Gente impiando las calles de Paiporta 

 Prueba de ello -porque lo general siempre tiene una representación en el detalle- es la falta de empatía. Si un político sabe qué mensaje debe dar porque tiene claro a quién le debe llegar, no falta empatía.

 En cambio hemos visto a consejeras tener que disculparse (y posteriormente perder el cargo) por la falta de tacto a la hora de comunicar a los familiares de los fallecidos cómo debían actuar, hemos visto a Pedro Sánchez incapaz de gestionar bien una declaración oficial hasta el punto de que una frase más o menos cierta (en su literalidad) como fue aquella “si necesitan ayuda que la pidan” quede grabada en su historial político o a Margarita Robles con mal tono explicando a unos vecinos con sus garajes inundados que no pensaban vaciarlos porque los alcaldes lo estaban coordinando de otra forma.
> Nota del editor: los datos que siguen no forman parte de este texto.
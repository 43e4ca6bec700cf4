//! Score math.
//!
//! Maps price and load deviations onto bounded [0, 100] sub-scores, where
//! cheaper-than-usual and lighter-than-usual conditions score high.

use rtm_core::config::SentimentWeights;

/// Makes MAD comparable to a standard deviation under normality.
pub const ROBUST_Z_SCALE: f64 = 0.6745;

/// Robust z-scores are clipped to +/- this before mapping.
pub const Z_CLIP: f64 = 2.0;

/// Load percentage deviations are clipped to +/- this before mapping.
pub const LOAD_PCT_CLIP: f64 = 0.20;

/// Upper bound of every score.
pub const MAX_SCORE: f64 = 100.0;

/// Map `value` in [-clip, clip] linearly onto [100, 0].
fn clipped_linear_score(value: f64, clip: f64) -> f64 {
    let clipped = value.clamp(-clip, clip);
    let score = (1.0 - (clipped + clip) / (2.0 * clip)) * MAX_SCORE;
    score.clamp(0.0, MAX_SCORE)
}

/// `0.6745 * (value - baseline) / mad`, or 0 whenever an input is missing,
/// the MAD is zero, or the result is not finite.
pub fn robust_z_score(value: Option<f64>, baseline: Option<f64>, mad: Option<f64>) -> f64 {
    match (value, baseline, mad) {
        (Some(value), Some(baseline), Some(mad)) if mad != 0.0 => {
            let z = ROBUST_Z_SCALE * (value - baseline) / mad;
            if z.is_finite() {
                z
            } else {
                0.0
            }
        }
        _ => 0.0,
    }
}

/// z = -2 scores 100, z = +2 scores 0.
pub fn z_to_score(z: f64) -> f64 {
    clipped_linear_score(z, Z_CLIP)
}

/// `(load - baseline) / baseline`, or 0 when undefined or infinite.
pub fn load_pct_deviation(load: Option<f64>, baseline: Option<f64>) -> f64 {
    match (load, baseline) {
        (Some(load), Some(baseline)) if baseline != 0.0 => {
            let pct = (load - baseline) / baseline;
            if pct.is_finite() {
                pct
            } else {
                0.0
            }
        }
        _ => 0.0,
    }
}

/// -20% scores 100, +20% scores 0.
pub fn pct_to_score(pct: f64) -> f64 {
    clipped_linear_score(pct, LOAD_PCT_CLIP)
}

/// Weighted combination of the sub-scores, clipped to [0, 100].
///
/// `weights` should already be normalized.
pub fn combine(price_score: f64, load_score: f64, weights: &SentimentWeights) -> f64 {
    let sentiment = price_score * weights.price + load_score * weights.load;
    sentiment.clamp(0.0, MAX_SCORE)
}

#[cfg(test)]
mod tests {
    use super::*;
    use approx::assert_abs_diff_eq;

    #[test]
    fn test_z_score() {
        // 0.6745 * (30 - 20) / 5
        assert_abs_diff_eq!(
            robust_z_score(Some(30.0), Some(20.0), Some(5.0)),
            1.349,
            epsilon = 1e-12
        );
    }

    #[test]
    fn test_z_score_fallbacks() {
        assert_eq!(robust_z_score(Some(30.0), Some(20.0), Some(0.0)), 0.0);
        assert_eq!(robust_z_score(Some(30.0), None, None), 0.0);
        assert_eq!(robust_z_score(None, Some(20.0), Some(1.0)), 0.0);
        assert_eq!(robust_z_score(Some(30.0), Some(20.0), None), 0.0);
    }

    #[test]
    fn test_z_to_score_mapping() {
        assert_abs_diff_eq!(z_to_score(-2.0), 100.0);
        assert_abs_diff_eq!(z_to_score(0.0), 50.0);
        assert_abs_diff_eq!(z_to_score(2.0), 0.0);
        assert_abs_diff_eq!(z_to_score(1.0), 25.0);
        assert_abs_diff_eq!(z_to_score(-7.5), 100.0);
        assert_abs_diff_eq!(z_to_score(9.0), 0.0);
    }

    #[test]
    fn test_load_deviation() {
        assert_abs_diff_eq!(load_pct_deviation(Some(110.0), Some(100.0)), 0.1, epsilon = 1e-12);
        assert_eq!(load_pct_deviation(Some(110.0), Some(0.0)), 0.0);
        assert_eq!(load_pct_deviation(None, Some(100.0)), 0.0);
        assert_eq!(load_pct_deviation(Some(110.0), None), 0.0);
    }

    #[test]
    fn test_pct_to_score_mapping() {
        assert_abs_diff_eq!(pct_to_score(-0.2), 100.0, epsilon = 1e-9);
        assert_abs_diff_eq!(pct_to_score(0.0), 50.0, epsilon = 1e-9);
        assert_abs_diff_eq!(pct_to_score(0.2), 0.0, epsilon = 1e-9);
        assert_abs_diff_eq!(pct_to_score(0.1), 25.0, epsilon = 1e-9);
        assert_abs_diff_eq!(pct_to_score(-0.5), 100.0, epsilon = 1e-9);
    }

    #[test]
    fn test_combine() {
        let weights = SentimentWeights::default().normalized();
        assert_abs_diff_eq!(combine(100.0, 0.0, &weights), 60.0, epsilon = 1e-9);
        assert_abs_diff_eq!(combine(50.0, 50.0, &weights), 50.0, epsilon = 1e-9);
        assert_abs_diff_eq!(combine(100.0, 100.0, &weights), 100.0, epsilon = 1e-9);
    }

    #[test]
    fn test_combine_clips() {
        let weights = SentimentWeights { price: 2.0, load: 0.0 };
        assert_abs_diff_eq!(combine(100.0, 0.0, &weights), 100.0);
    }
}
 La empatía es la guía de la comunicación de crisis. Tiene tanto peso como la información. Robles podría haber asumido la crítica y responder que entendían el enfado y que trasladarían la urgencia y la necesidad que le estaban haciendo llegar. Bastaba con eso.

 Los políticos no han dejado de hablarse a ellos mismos y cuando los españoles les han llamado, comunicaban. La línea estaba nuevamente ocupada por el ruido de siempre.

 Hasta un mes después, la gestión de la DANA ni siquiera llegó al Congreso y no para hablar de soluciones, sino para exigirse una a otros las responsabilidades que ninguno asume.

 Normalmente esta desafección pasa más desapercibida, aunque eso supone que poco a poco se va dejando más espacio a la antipolítica, pero ante una crisis de una magnitud tal como la vivida en Valencia, demasiada gente se ha dado cuenta de golpe que la brecha entre los políticos y el ciudadano es peligrosamente ancha porque ni gritando, les han escuchado.

Peligroso, porque en esa oscuridad, no suelen crecer más que monstruos.